Since the introduction of the FIT in 2009, wind projects with an estimated energy yield of 120.8 GWh are in operation and being supported under the scheme in 2021; additional projects with a potential energy yield of 1,737 GWh have been registered, and 1,507 GWh are on the waiting list. This FIT scheme is now over, and a new scheme based on investment subsidies will support wind energy deployment from 2022 (investment subsidies up to 60%). This scheme has the disadvantage of not covering the market price risks on the long terms, and is, therefore, not appropriate for wind energy projects. This scheme could be interesting for community-owned wind turbines, but the authorisation process for such smaller project has to be defined.
The cost of the FIT is financed by a levy on electricity consumption. The maximum levy is of 23 CHF/ MWh (around 21.2 EUR/MWh; 23.8 USD/MWh) and a fund to support renewable energies in Switzerland is financed. The FIT for newly installed wind turbines in 2021 was between 130 CHF/MWh and 230 CHF/MWh. Wind turbines built on locations 1,700 m above sea level or higher receive an altitude bonus of 25 CHF/MWh (23 EUR/MWh; 25.8 USD/MWh) in addition to the standard retribution. The payment period expands over 15 years. This price is a contract for difference, with the market price being at the very high end of 2021, wind turbine operators under this scheme have to give money back to the fund.
Progress & Operational Details
Approximately 59% of Switzerland’s overall electricity production comes from renewable sources, with hydropower by far the biggest contributor (95%). Wind power generation currently provides 0.2% of Swiss electricity consumption. End of 2020, new turbines were installed, but these turbines were not fully commissioned in 2021. Projects that are already in the advanced planning stages represent an additional 360 MW, while early-stage projects represent roughly 600 MW.
National RDD Priorities and Budget
The priorities of the research term 2017 to 2022 remain valid for 2021. These priorities are:
- Performance optimisation per turbine and farm via turbine optimisation, control optimisation, and wind farm design.

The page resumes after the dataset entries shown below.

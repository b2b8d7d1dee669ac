//! Consistent response envelope for all API endpoints.
//!
//! Every data response is wrapped in either [`ApiResponse`] (success)
//! or [`ApiErrorResponse`] (error), ensuring a uniform JSON shape. The
//! query layer's [`QueryError`] maps onto the envelope here, which is
//! what lets handlers return `Result<Response, QueryError>` directly.

use axum::http::StatusCode;
use axum::response::{IntoResponse, Response};
use chrono::Utc;
use serde::Serialize;
use tracing::error;

use crate::query::QueryError;

/// Metadata included in every response.
#[derive(Debug, Serialize)]
pub struct ResponseMeta {
    pub timestamp: String,
    pub version: &'static str,
}

impl Default for ResponseMeta {
    fn default() -> Self {
        Self {
            timestamp: Utc::now().to_rfc3339(),
            version: "1",
        }
    }
}

/// Successful response: `{ "data": T, "meta": { ... } }`
#[derive(Debug, Serialize)]
pub struct ApiResponse<T: Serialize> {
    pub data: T,
    pub meta: ResponseMeta,
}

impl<T: Serialize> ApiResponse<T> {
    pub fn ok(data: T) -> Response {
        let body = Self {
            data,
            meta: ResponseMeta::default(),
        };
        (StatusCode::OK, axum::Json(body)).into_response()
    }
}

/// Error detail inside [`ApiErrorResponse`].
#[derive(Debug, Serialize)]
pub struct ErrorDetail {
    pub code: String,
    pub message: String,
}

/// Error response: `{ "error": { "code": "...", "message": "..." }, "meta": { ... } }`
#[derive(Debug, Serialize)]
pub struct ApiErrorResponse {
    pub error: ErrorDetail,
    pub meta: ResponseMeta,
}

impl ApiErrorResponse {
    fn build(status: StatusCode, code: &str, msg: impl Into<String>) -> Response {
        let body = Self {
            error: ErrorDetail {
                code: code.to_string(),
                message: msg.into(),
            },
            meta: ResponseMeta::default(),
        };
        (status, axum::Json(body)).into_response()
    }

    pub fn not_found(msg: impl Into<String>) -> Response {
        Self::build(StatusCode::NOT_FOUND, "NOT_FOUND", msg)
    }

    pub fn bad_request(msg: impl Into<String>) -> Response {
        Self::build(StatusCode::BAD_REQUEST, "BAD_REQUEST", msg)
    }

    pub fn internal(msg: impl Into<String>) -> Response {
        Self::build(StatusCode::INTERNAL_SERVER_ERROR, "INTERNAL_ERROR", msg)
    }
}

impl IntoResponse for QueryError {
    fn into_response(self) -> Response {
        match self {
            Self::WellNotFound(_) | Self::MetricNotFound(_) => {
                ApiErrorResponse::not_found(self.to_string())
            }
            Self::InvalidParameter(_) => ApiErrorResponse::bad_request(self.to_string()),
            Self::Database(e) => {
                error!(error = %e, "Query failed with a database error");
                ApiErrorResponse::internal("internal server error")
            }
        }
    }
}
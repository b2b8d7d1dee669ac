//! Data Pipeline Tests
//!
//! End-to-end checks of the generate -> store -> query path against real
//! temporary SQLite databases: seeding is reproducible bit for bit,
//! registry rows survive the round trip, and SQL aggregation agrees with
//! the raw windows it summarizes.

use chrono::{DateTime, NaiveDate, Utc};
use sqlx::SqlitePool;
use tempfile::TempDir;

use wellserve::aggregation::{aggregate_window, AggregatedQuery};
use wellserve::db;
use wellserve::generator::{self, GeneratorConfig};
use wellserve::query::{self, RawQuery};
use wellserve::types::{AggregationType, WellType};

/// One seeded calendar day: 1441 samples per series across 3 wells and
/// 5 metrics.
fn one_day_config(seed: u64) -> GeneratorConfig {
    GeneratorConfig {
        num_wells: 3,
        seed,
        start_date: NaiveDate::from_ymd_opt(2024, 12, 9).unwrap(),
        end_date: NaiveDate::from_ymd_opt(2024, 12, 10).unwrap(),
    }
}

async fn seeded_pool(dir: &TempDir, file: &str, config: &GeneratorConfig) -> SqlitePool {
    let pool = db::create_pool(&dir.path().join(file), 2).await.unwrap();
    db::run_migrations(&pool).await.unwrap();
    db::seed_database(&pool, config).await.unwrap();
    pool
}

fn ts(raw: &str) -> DateTime<Utc> {
    raw.parse().unwrap()
}

fn daily(well_id: &str, metric: &str, aggregation: AggregationType) -> AggregatedQuery {
    AggregatedQuery {
        well_id: well_id.into(),
        metric_name: metric.into(),
        start_date: NaiveDate::from_ymd_opt(2024, 12, 9).unwrap(),
        end_date: NaiveDate::from_ymd_opt(2024, 12, 9).unwrap(),
        aggregation,
    }
}

/// The seed report matches what actually landed in the tables.
#[tokio::test]
async fn seed_report_matches_stored_rows() {
    let dir = tempfile::tempdir().unwrap();
    let pool = db::create_pool(&dir.path().join("report.db"), 2).await.unwrap();
    db::run_migrations(&pool).await.unwrap();
    let report = db::seed_database(&pool, &one_day_config(42)).await.unwrap();

    assert_eq!(report.wells, 3);
    assert_eq!(report.metrics, 5);
    // 3 wells x 5 metrics x 1441 minute samples
    assert_eq!(report.points, 3 * 5 * 1441);

    let rows: i64 = sqlx::query_scalar("SELECT COUNT(*) FROM timeseries_data")
        .fetch_one(&pool)
        .await
        .unwrap();
    assert_eq!(rows as u64, report.points);
}

/// Two databases seeded from the same seed hold identical data.
#[tokio::test]
async fn reseeding_with_same_seed_is_bit_identical() {
    let dir = tempfile::tempdir().unwrap();
    let config = one_day_config(42);
    let pool_a = seeded_pool(&dir, "same_a.db", &config).await;
    let pool_b = seeded_pool(&dir, "same_b.db", &config).await;

    let totals_a: (i64, f64) = sqlx::query_as("SELECT COUNT(*), SUM(value) FROM timeseries_data")
        .fetch_one(&pool_a)
        .await
        .unwrap();
    let totals_b: (i64, f64) = sqlx::query_as("SELECT COUNT(*), SUM(value) FROM timeseries_data")
        .fetch_one(&pool_b)
        .await
        .unwrap();
    assert_eq!(totals_a.0, totals_b.0);
    assert_eq!(totals_a.1.to_bits(), totals_b.1.to_bits());

    let sample_sql = "SELECT timestamp, value FROM timeseries_data \
                      ORDER BY well_id, metric_name, timestamp LIMIT 200";
    let sample_a: Vec<(String, f64)> = sqlx::query_as(sample_sql).fetch_all(&pool_a).await.unwrap();
    let sample_b: Vec<(String, f64)> = sqlx::query_as(sample_sql).fetch_all(&pool_b).await.unwrap();
    assert_eq!(sample_a, sample_b);
}

/// A different seed produces a different dataset.
#[tokio::test]
async fn different_seeds_diverge() {
    let dir = tempfile::tempdir().unwrap();
    let pool_a = seeded_pool(&dir, "seed_42.db", &one_day_config(42)).await;
    let pool_b = seeded_pool(&dir, "seed_1337.db", &one_day_config(1337)).await;

    let sum_sql = "SELECT SUM(value) FROM timeseries_data \
                   WHERE well_id = 'WELL-001' AND metric_name = 'oil_production_rate'";
    let sum_a: f64 = sqlx::query_scalar(sum_sql).fetch_one(&pool_a).await.unwrap();
    let sum_b: f64 = sqlx::query_scalar(sum_sql).fetch_one(&pool_b).await.unwrap();
    assert!(
        (sum_a - sum_b).abs() > 1.0,
        "seeds 42 and 1337 produced the same daily oil total {sum_a}"
    );
}

/// Registry rows read back exactly as the generator produced them.
#[tokio::test]
async fn wells_registry_round_trips_through_storage() {
    let dir = tempfile::tempdir().unwrap();
    let config = one_day_config(42);
    let pool = seeded_pool(&dir, "registry.db", &config).await;

    let generated = generator::generate_wells(&config);
    let stored = query::all_wells(&pool).await.unwrap();
    assert_eq!(generated, stored);
}

/// Every well has data behind all five catalog metrics.
#[tokio::test]
async fn every_well_reports_full_catalog() {
    let dir = tempfile::tempdir().unwrap();
    let pool = seeded_pool(&dir, "catalog.db", &one_day_config(42)).await;

    let wells = query::all_wells(&pool).await.unwrap();
    assert_eq!(wells.len(), 3);
    for well in &wells {
        let metrics = query::metrics_for_well(&pool, &well.well_id).await.unwrap();
        assert_eq!(metrics.len(), 5, "incomplete catalog for {}", well.well_id);
    }
}

/// AVG times COUNT reproduces SUM within floating point noise.
#[tokio::test]
async fn daily_sum_consistent_with_average() {
    let dir = tempfile::tempdir().unwrap();
    let pool = seeded_pool(&dir, "algebra.db", &one_day_config(42)).await;

    let avg = aggregate_window(&pool, &daily("WELL-001", "oil_production_rate", AggregationType::DailyAverage))
        .await
        .unwrap();
    let sum = aggregate_window(&pool, &daily("WELL-001", "oil_production_rate", AggregationType::DailySum))
        .await
        .unwrap();

    assert_eq!(avg.periods.len(), 1);
    assert_eq!(sum.periods.len(), 1);
    let avg_value = avg.periods[0].aggregated_value;
    let count = avg.periods[0].data_point_count as f64;
    let sum_value = sum.periods[0].aggregated_value;
    assert!(
        (avg_value * count - sum_value).abs() < 1e-6,
        "AVG {avg_value} x COUNT {count} != SUM {sum_value}"
    );
}

/// Daily MIN/MAX equal the extrema of the raw points in the same day.
#[tokio::test]
async fn daily_extrema_match_raw_window() {
    let dir = tempfile::tempdir().unwrap();
    let pool = seeded_pool(&dir, "extrema.db", &one_day_config(42)).await;

    // 00:00 .. 23:59 covers exactly the rows the daily bucket groups.
    let raw = query::raw_window(
        &pool,
        &RawQuery {
            well_id: "WELL-001".into(),
            metric_name: "oil_production_rate".into(),
            start: ts("2024-12-09T00:00:00Z"),
            end: ts("2024-12-09T23:59:00Z"),
        },
    )
    .await
    .unwrap();
    assert_eq!(raw.summary.total_points, 1440);

    let raw_max = raw.points.iter().map(|p| p.value).fold(f64::MIN, f64::max);
    let raw_min = raw.points.iter().map(|p| p.value).fold(f64::MAX, f64::min);

    let max = aggregate_window(&pool, &daily("WELL-001", "oil_production_rate", AggregationType::DailyMax))
        .await
        .unwrap();
    let min = aggregate_window(&pool, &daily("WELL-001", "oil_production_rate", AggregationType::DailyMin))
        .await
        .unwrap();

    assert_eq!(max.periods[0].aggregated_value, raw_max);
    assert_eq!(min.periods[0].aggregated_value, raw_min);
}

/// Gas injection is flat zero except on injector wells.
#[tokio::test]
async fn injection_follows_well_type() {
    let dir = tempfile::tempdir().unwrap();
    let pool = seeded_pool(&dir, "injection.db", &one_day_config(42)).await;

    for well in query::all_wells(&pool).await.unwrap() {
        let window =
            aggregate_window(&pool, &daily(&well.well_id, "gas_injection_rate", AggregationType::DailySum))
                .await
                .unwrap();
        assert_eq!(window.periods.len(), 1);
        let total = window.periods[0].aggregated_value;
        if well.well_type == WellType::Injector {
            assert!(total > 0.0, "{} injects nothing", well.well_id);
        } else {
            assert_eq!(total, 0.0, "{} is not an injector but shows {total}", well.well_id);
        }
    }
}

/// The full seeded range reads back as a complete, ordered window.
#[tokio::test]
async fn full_range_raw_window_is_complete() {
    let dir = tempfile::tempdir().unwrap();
    let pool = seeded_pool(&dir, "full_range.db", &one_day_config(42)).await;

    let window = query::raw_window(
        &pool,
        &RawQuery {
            well_id: "WELL-002".into(),
            metric_name: "wellhead_pressure".into(),
            start: ts("2024-12-09T00:00:00Z"),
            end: ts("2024-12-10T00:00:00Z"),
        },
    )
    .await
    .unwrap();

    assert_eq!(window.summary.total_points, 1441);
    assert_eq!(window.summary.data_completeness, 100.0);
    for pair in window.points.windows(2) {
        assert!(pair[0].timestamp < pair[1].timestamp);
    }
    assert!(window.points.iter().all(|p| p.unit == "psi"));
}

- Reduction of turbine downtimes through technical optimisation, icing protection, wind forecasts, and understanding of avifauna behaviour; and
- Acceptance of wind power. This includes accelerating research between wind power and other fields (such as ornithology or noise research) and promoting stronger cooperation between federal offices and institutes.
In 2021, the budget for wind energy-related R&D and demonstration projects from the Swiss Federal Office of Energy was approximately 0.5 million CHF (0.44 million EUR; 0.53 million USD). Within the national Swiss Energy program, approximately 0.4 million CHF (0.37 million EUR; 0.45 million USD) were allocated to the wind energy sector for information activities, quality assurance measures, and the support of regional and communal planning authorities. Budget-wise, the 2022 trend is the same as for 2021.